Mais alors même que les dirigeants du monde et les citoyens ordinaires commençaient immédiatement à lutter pour gérer les répliques métaphoriques, un groupe spécifique de personnes a dû faire face à autre chose. Pour les survivants de ces villes en ruine, l’arrivée de la bombe était un événement personnel avant d’être mondial. Au milieu de la mort et de la destruction, une combinaison de chance, de destin ou d’intelligence les a sauvés – et a donc sauvé les voix qui peuvent encore dire au monde à quoi cela ressemble lorsque les êtres humains trouvent de nouvelles et terribles façons de se détruire les uns les autres.

Aujourd'hui, le photographe Haruka Sakaguchi part à la recherche de ces individus, leur demandant de témoigner de ce qu'ils ont vécu et d'écrire un message aux générations futures. A l’approche des anniversaires des attentats, voici une sélection de ces œuvres.

Yasujiro Tanakaage : 75 / localisation : Nagasaki / DISTANCE de l'hypocentre : 3,4 km

TRADUCTION

"On ne vous donne qu'une seule vie, alors chérissez ce moment chérissez ce jour, soyez gentil avec les autres, soyez gentil avec vous-même"

TÉMOIGNAGE

« J'avais trois ans au moment de l'attentat. Je ne me souviens pas de grand-chose, mais je me souviens que mon environnement est devenu d'un blanc aveuglant, comme si un million de flashs d'appareil photo se déclenchaient en même temps.

Ensuite, l’obscurité totale.

J'ai été enterré vivant sous la maison, m'a-t-on dit. Lorsque mon oncle m'a finalement trouvé et a sorti mon petit corps de trois ans des décombres, j'étais inconscient. Mon visage était déformé. Il était certain que j'étais mort.

Heureusement, j'ai survécu. Mais depuis ce jour, de mystérieuses croûtes ont commencé à se former sur tout mon corps. J'ai perdu l'audition de mon oreille gauche, probablement à cause du souffle d'air. Plus d’une décennie après l’attentat, ma mère a commencé à remarquer des éclats de verre qui sortaient de sa peau – des débris datant probablement du jour de l’attentat. Ma sœur cadette souffre encore aujourd’hui de crampes musculaires chroniques, en plus de problèmes rénaux qui la forcent à subir une dialyse trois fois par semaine. « Qu'est-ce que j'ai fait aux Américains ? » elle disait souvent : « Pourquoi m'ont-ils fait ça ?
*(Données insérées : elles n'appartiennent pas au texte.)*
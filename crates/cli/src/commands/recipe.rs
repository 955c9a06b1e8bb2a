//! Recipe command - ask the configured LLM for a recipe

use anyhow::{Context, Result, bail};
use pantry_adapters::llm::{LlmConfig as AdapterLlmConfig, OpenAiRecipeGenerator, StubRecipeGenerator};
use pantry_domain::RecipeGenerator;
use pantry_domain::usecases::{InventoryService, RecipeUseCase};
use secrecy::SecretString;
use std::path::PathBuf;

use crate::args::OutputArgs;
use crate::commands::inventory::build_store;
use crate::config::AppConfig;

pub async fn execute(args: OutputArgs, config_path: Option<PathBuf>) -> Result<()> {
    let config = AppConfig::load(config_path.as_deref())?;

    let store = build_store(&config).await?;
    let snapshot = InventoryService::new(store)
        .refresh()
        .await
        .context("Failed to list inventory")?;

    let generator = build_generator(&config)?;
    let usecase = RecipeUseCase::new(&*generator);

    // Failure leaves nothing printed on stdout and reports on stderr
    let recipe = usecase
        .generate(&snapshot.items)
        .await
        .context("Recipe generation failed")?;

    if args.json {
        let output = serde_json::json!({
            "model": recipe.model,
            "items": snapshot.items,
            "recipe": recipe.text,
        });
        println!("{}", serde_json::to_string_pretty(&output)?);
    } else {
        println!("{}", recipe.text);
    }

    Ok(())
}

pub(crate) fn build_generator(config: &AppConfig) -> Result<Box<dyn RecipeGenerator>> {
    let llm_config = adapter_llm_config(&config.llm);

    match config.llm.provider.as_str() {
        "openai" => {
            let api_key = load_api_key(&config.llm.openai.api_key_env, "openai")?;
            Ok(Box::new(
                OpenAiRecipeGenerator::with_base_url(
                    api_key,
                    config.llm.openai.base_url.clone(),
                    llm_config,
                )
                .context("Failed to configure OpenAI provider")?,
            ))
        }
        "openai_compat" => {
            let base_url = config.llm.openai_compat.base_url.trim();
            if base_url.is_empty() {
                bail!("OpenAI-compatible base_url is required");
            }
            let api_key = load_api_key(&config.llm.openai_compat.api_key_env, "openai_compat")?;
            Ok(Box::new(
                OpenAiRecipeGenerator::with_base_url(api_key, base_url.to_string(), llm_config)
                    .context("Failed to configure OpenAI-compatible provider")?,
            ))
        }
        "stub" => Ok(Box::new(StubRecipeGenerator::echo())),
        other => bail!("Unknown LLM provider: {}", other),
    }
}

fn adapter_llm_config(config: &crate::config::LlmConfig) -> AdapterLlmConfig {
    AdapterLlmConfig {
        model: config.model.clone(),
        temperature: config.temperature,
        max_output_tokens: config.max_output_tokens,
        timeout_secs: config.timeout_secs,
        retries: config.retries,
    }
}

pub(crate) fn load_api_key(env_var: &str, provider: &str) -> Result<SecretString> {
    if env_var.trim().is_empty() {
        bail!("No API key env var configured for provider {}", provider);
    }

    let key = std::env::var(env_var).with_context(|| {
        format!(
            "Missing API key env var {} for provider {}",
            env_var, provider
        )
    })?;

    if key.trim().is_empty() {
        bail!(
            "API key env var {} is empty for provider {}",
            env_var,
            provider
        );
    }

    Ok(SecretString::new(key.into()))
}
J’ai vu beaucoup de souffrance au cours de mes longues années, mais en vérité, j’ai vécu une belle vie. En tant que témoin direct de cette atrocité, mon seul désir est de vivre une vie bien remplie, avec un peu de chance dans un monde où les gens sont gentils les uns envers les autres et envers eux-mêmes.

Sachiko Matsuo83 / Nagasaki / 1,3 km

TRADUCTION

"La paix est notre priorité numéro un."

TÉMOIGNAGE

« Les bombardiers américains B-29 ont largué des tracts dans toute la ville, nous avertissant que Nagasaki « tomberait en cendres » le 8 août. Les tracts ont été immédiatement confisqués par le kenpei (armée impériale japonaise). Mon père s'en est procuré un et a cru ce qu'il disait. Il nous a construit une petite caserne le long de l'Iwayasan (une montagne locale) pour nous cacher.

Nous y sommes allés le 7, le 8. Le sentier menant à la caserne était accidenté et escarpé. Avec plusieurs enfants et personnes âgées à la remorque, ce fut une randonnée exigeante. Le 9 au matin, ma mère et ma tante ont choisi de rester à la maison. « Retourne à la caserne », exigea mon père. « Les États-Unis ont un jour de retard, vous vous souvenez ? Lorsqu’ils se sont opposés, il a été très contrarié et est parti en trombe pour aller travailler.

Nous avons changé d'avis et avons décidé de nous cacher dans la caserne, pour une journée de plus. Ce fut un moment déterminant pour nous. Ce matin-là, à 11 h 02, la bombe atomique est larguée. Notre famille – du moins celles d’entre nous qui se trouvaient à la caserne – a survécu à la bombe.